This morning the Osprey Team met on the banks the reservoir, the storm had finally blown itself out and we were left with blue sky streaked with white cloud. The sun shone white light over the water turning everything else to shadow. The reservoir was as still as a mill pond, broken only by swans or ducks carving through its surface. From the depth of Manton Bay rose the pole the osprey platform sat upon, the nest itself made from stick, branches and even teasel weaved together into a protective ring. Before we could spot them the male and female osprey had spotted us, they rose into the air and circled above the nest, calling for our attention.

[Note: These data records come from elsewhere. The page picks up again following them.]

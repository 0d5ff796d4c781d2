use axum::{
    Json, async_trait,
    extract::{FromRequestParts, State},
    http::{header::AUTHORIZATION, request::Parts},
};

use crate::api::AppState;
use crate::error::AppError;
use crate::models::User;

/// The caller, resolved from `Authorization: Bearer <token>`
#[derive(Debug, Clone)]
pub struct AuthUser {
    pub user_id: String,
}

fn bearer_token(parts: &Parts) -> Option<&str> {
    let value = parts.headers.get(AUTHORIZATION)?.to_str().ok()?;
    let (scheme, token) = value.split_once(' ')?;
    if !scheme.eq_ignore_ascii_case("bearer") {
        return None;
    }
    let token = token.trim();
    (!token.is_empty()).then_some(token)
}

#[async_trait]
impl FromRequestParts<AppState> for AuthUser {
    type Rejection = AppError;

    async fn from_request_parts(parts: &mut Parts, state: &AppState) -> Result<Self, Self::Rejection> {
        let Some(token) = bearer_token(parts) else {
            tracing::warn!(path = %parts.uri.path(), "Request without bearer token");
            return Err(AppError::Unauthorized("Missing bearer token".to_string()));
        };

        match state.db.resolve_token(token).await? {
            Some(user_id) => Ok(AuthUser { user_id }),
            None => {
                tracing::warn!(path = %parts.uri.path(), "Rejected unknown bearer token");
                Err(AppError::Unauthorized("Invalid bearer token".to_string()))
            }
        }
    }
}

/// The authenticated user's profile
pub async fn me(State(state): State<AppState>, auth: AuthUser) -> Result<Json<User>, AppError> {
    let user = state
        .db
        .get_user(&auth.user_id)
        .await?
        .ok_or_else(|| AppError::NotFound(format!("User {} not found", auth.user_id)))?;

    Ok(Json(user))
}
impl InvoiceWizardState {
    /// Pre-filled from the folder, the signed-in user and the configured quick defaults
    pub fn new(folder: &Folder, seller: &str, defaults: &QuickDefaults, today: NaiveDate) -> Self {
        let due = Duration::try_days(defaults.due_in_days)
            .and_then(|days| today.checked_add_signed(days))
            .unwrap_or(today);

        Self {
            folder_id: folder.id.clone(),
            seller: seller.to_string(),
            buyer: folder.name.clone(),
            buyer_email: folder.email.clone(),
            buyer_address: folder.address.clone(),
            currency: "USD".to_string(),
            issue_date: DateInputState::new(today),
            due_date: DateInputState::new(due),
            tax_rate: trim_number(defaults.default_tax_rate),
            discount_rate: trim_number(defaults.default_discount_rate),
            notes: String::new(),
            default_item_tax: 0.0,
            line_items: Vec::new(),
            line_items_list_state: ListState::default(),
            editing_line_item: None,
            current_field: InvoiceField::Seller,
            editing: false,
            show_error: None,
        }
    }

    pub fn folder_id(&self) -> &str {
        &self.folder_id
    }

    pub fn set_error(&mut self, message: String) {
        self.show_error = Some(message);
    }

    pub fn toggle_editing(&mut self) {
        self.editing = !self.editing;

        match self.current_field {
            InvoiceField::IssueDate => self.issue_date.toggle_editing(),
            InvoiceField::DueDate => self.due_date.toggle_editing(),
            _ => {}
        }

        if !self.editing {
            self.issue_date.editing = false;
            self.due_date.editing = false;
            self.editing_line_item = None;
        }
    }

    pub fn next_field(&mut self) {
        let i = (self.current_field.position() + 1) % FIELDS.len();
        self.current_field = FIELDS[i];
    }

    pub fn previous_field(&mut self) {
        let i = (self.current_field.position() + FIELDS.len() - 1) % FIELDS.len();
        self.current_field = FIELDS[i];
    }

    fn text_field_mut(&mut self) -> Option<&mut String> {
        match self.current_field {
            InvoiceField::Seller => Some(&mut self.seller),
            InvoiceField::Buyer => Some(&mut self.buyer),
            InvoiceField::Currency => Some(&mut self.currency),
            InvoiceField::TaxRate => Some(&mut self.tax_rate),
            InvoiceField::DiscountRate => Some(&mut self.discount_rate),
            InvoiceField::Notes => Some(&mut self.notes),
            InvoiceField::IssueDate | InvoiceField::DueDate | InvoiceField::LineItems => None,
        }
    }

    pub fn add_line_item(&mut self) {
        self.line_items.push(InvoiceLineItem {
            description: String::new(),
            qty: 1.0,
            unit: 0.0,
            tax: self.default_item_tax,
        });
        let idx = self.line_items.len() - 1;
        self.line_items_list_state.select(Some(idx));
        self.editing_line_item = Some((idx, LineItemField::Description, String::new()));
    }

    pub fn edit_line_item(&mut self) {
        if let Some(selected) = self.line_items_list_state.selected() {
            if let Some(item) = self.line_items.get(selected) {
                let value = line_item_value(item, LineItemField::Description);
                self.editing_line_item = Some((selected, LineItemField::Description, value));
            }
        }
    }

    pub fn delete_line_item(&mut self) {
        let Some(selected) = self.line_items_list_state.selected() else {
            return;
        };
        if selected >= self.line_items.len() {
            return;
        }

        self.line_items.remove(selected);
        let selection = if self.line_items.is_empty() {
            None
        } else {
            Some(selected.min(self.line_items.len() - 1))
        };
        self.line_items_list_state.select(selection);
        self.editing_line_item = None;
    }

    /// Commit the value being typed and move to the next column of the row
    pub fn next_field_in_line_item(&mut self) {
        let Some((idx, field, value)) = self.editing_line_item.take() else {
            return;
        };
        if idx >= self.line_items.len() {
            return;
        }

        let number = match field {
            LineItemField::Description => 0.0,
            _ => match parse_number(&value) {
                Some(n) => n,
                None => {
                    self.show_error = Some(format!("Invalid {}. Please enter a number.", field.label().to_lowercase()));
                    self.editing_line_item = Some((idx, field, value));
                    return;
                }
            },
        };

        let item = &mut self.line_items[idx];
        match field {
            LineItemField::Description => item.description = value.trim().to_string(),
            LineItemField::Qty => item.qty = number,
            LineItemField::Unit => item.unit = number,
            LineItemField::Tax => {
                item.tax = number;
                self.default_item_tax = number;
            }
        }

        self.editing_line_item = field
            .next()
            .map(|next| (idx, next, line_item_value(&self.line_items[idx], next)));
    }

    pub fn move_line_item_selection(&mut self, forward: bool) {
        let i = step_selection(self.line_items_list_state.selected(), self.line_items.len(), forward);
        self.line_items_list_state.select(i);
    }

    pub fn edit_current_field(&mut self, key: KeyCode) {
        if !self.editing {
            return;
        }

        match self.current_field {
            InvoiceField::IssueDate => self.issue_date.handle_input(key),
            InvoiceField::DueDate => self.due_date.handle_input(key),
            InvoiceField::LineItems => {
                if let Some((_, _, ref mut value)) = self.editing_line_item {
                    match key {
                        KeyCode::Char(c) => value.push(c),
                        KeyCode::Backspace => {
                            value.pop();
                        }
                        _ => {}
                    }
                }
            }
            _ => {
                let numeric = matches!(self.current_field, InvoiceField::TaxRate | InvoiceField::DiscountRate);
                if let Some(value) = self.text_field_mut() {
                    match key {
                        KeyCode::Char(c) if !numeric || c.is_ascii_digit() || c == '.' => value.push(c),
                        KeyCode::Backspace => {
                            value.pop();
                        }
                        _ => {}
                    }
                }
            }
        }
    }

    fn rate(value: &str) -> Option<f64> {
        if value.trim().is_empty() {
            return Some(0.0);
        }
        parse_number(value)
    }

    /// The request as currently entered, with unparseable rates read as zero
    pub fn draft_request(&self) -> InvoiceRequest {
        let notes = self.notes.trim();

        InvoiceRequest {
            seller_contact: Contact::named(self.seller.trim()),
            buyer_contact: Contact {
                name: self.buyer.trim().to_string(),
                email: self.buyer_email.clone(),
                address: self.buyer_address.clone(),
                phone: None,
            },
            items: self.line_items.clone(),
            currency: self.currency.trim().to_uppercase(),
            issue_date: self.issue_date.date,
            due_date: self.due_date.date,
            tax_rate: Self::rate(&self.tax_rate).filter(|r| *r > 0.0),
            discount_rate: Self::rate(&self.discount_rate).filter(|r| *r > 0.0),
            status: None,
            notes: (!notes.is_empty()).then(|| notes.to_string()),
        }
    }

    pub fn preview(&self) -> Totals {
        Totals::compute(&self.draft_request()).rounded()
    }

    /// Local checks before the request goes to the server, which validates again
    pub fn to_request(&self) -> Result<InvoiceRequest, String> {
        if self.seller.trim().is_empty() || self.buyer.trim().is_empty() {
            return Err("Seller and buyer names are required.".to_string());
        }
        let currency = self.currency.trim();
        if currency.len() != 3 || !currency.chars().all(|c| c.is_ascii_alphabetic()) {
            return Err("Currency must be a 3-letter code such as USD.".to_string());
        }
        for (label, value) in [("Tax", &self.tax_rate), ("Discount", &self.discount_rate)] {
            match Self::rate(value) {
                Some(rate) if (0.0..=100.0).contains(&rate) => {}
                _ => return Err(format!("{} rate must be a number between 0 and 100.", label)),
            }
        }
        if self.line_items.is_empty() {
            return Err("Add at least one line item.".to_string());
        }
        if self.line_items.iter().any(|item| item.description.trim().is_empty()) {
            return Err("Every line item needs a description.".to_string());
        }

        Ok(self.draft_request())
    }
}
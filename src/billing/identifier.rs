/// Derive the human readable identifier for an invoice.
///
/// The identifier has the shape `INV-{owner}-{company}-{sequence}` where:
/// - `owner` is the first three characters of the owner id, upper-cased
/// - `company` is the first four characters of the company name, upper-cased,
///   with everything outside `A-Z` removed afterwards
/// - `sequence` is zero padded to four digits
///
/// Any input is accepted. Empty or letter-free prefixes produce empty segments,
/// e.g. `INV-USE--0001`.
pub fn derive_invoice_id(owner_id: &str, company_name: &str, sequence: u64) -> String {
    let owner_prefix: String = owner_id.chars().take(3).collect::<String>().to_uppercase();

    // Only the first four raw characters are considered, so "123-ABC" has no prefix
    let company_prefix: String = company_name
        .chars()
        .take(4)
        .collect::<String>()
        .to_uppercase()
        .chars()
        .filter(|c| c.is_ascii_uppercase())
        .collect();

    format!("INV-{}-{}-{:04}", owner_prefix, company_prefix, sequence)
}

Before we knew it the tiny boat had chugged across the water to the nest, it towered above us, as the ospreys swooped even higher still. With great strength and skill the ladder was positioned at the top of the nest, followed shortly after by BTO licensed ringer Lloyd Park, with great care the osprey chicks were lowered down into the boat. With skill, precision and a gentle hand the osprey chicks were fitted with two rings. One the metal BTO ring and second, a blue and white darvic ring, giving the two birds their individual identification. The rings will help to track them over their lives, informing us about their migration, breeding, and ecology; allowing a better understanding of these amazing birds. After the measurements and weights were recorded it was decided we had one male and one female, the male was given the ring 3AU and the slightly larger female 3AW.
In what felt like only minutes the birds were back in the nest, before we left we managed to give the osprey cams a much needed clean and then we were making our way back to the shore. The parent birds still circled above us as we disappeared, leaving them in peace. The report from the hide was that Maya was sat observing the nest from the perch, ensuring we did not return.
It’s hard to describe the feeling when you see something that you have watched on a screen or from a distance and suddenly it is right in front of you. Watching these birds grow up has been funny, interesting and truly incredible. Being up close with these birds was once of the most amazing experiences, I can’t wait to see what they do next.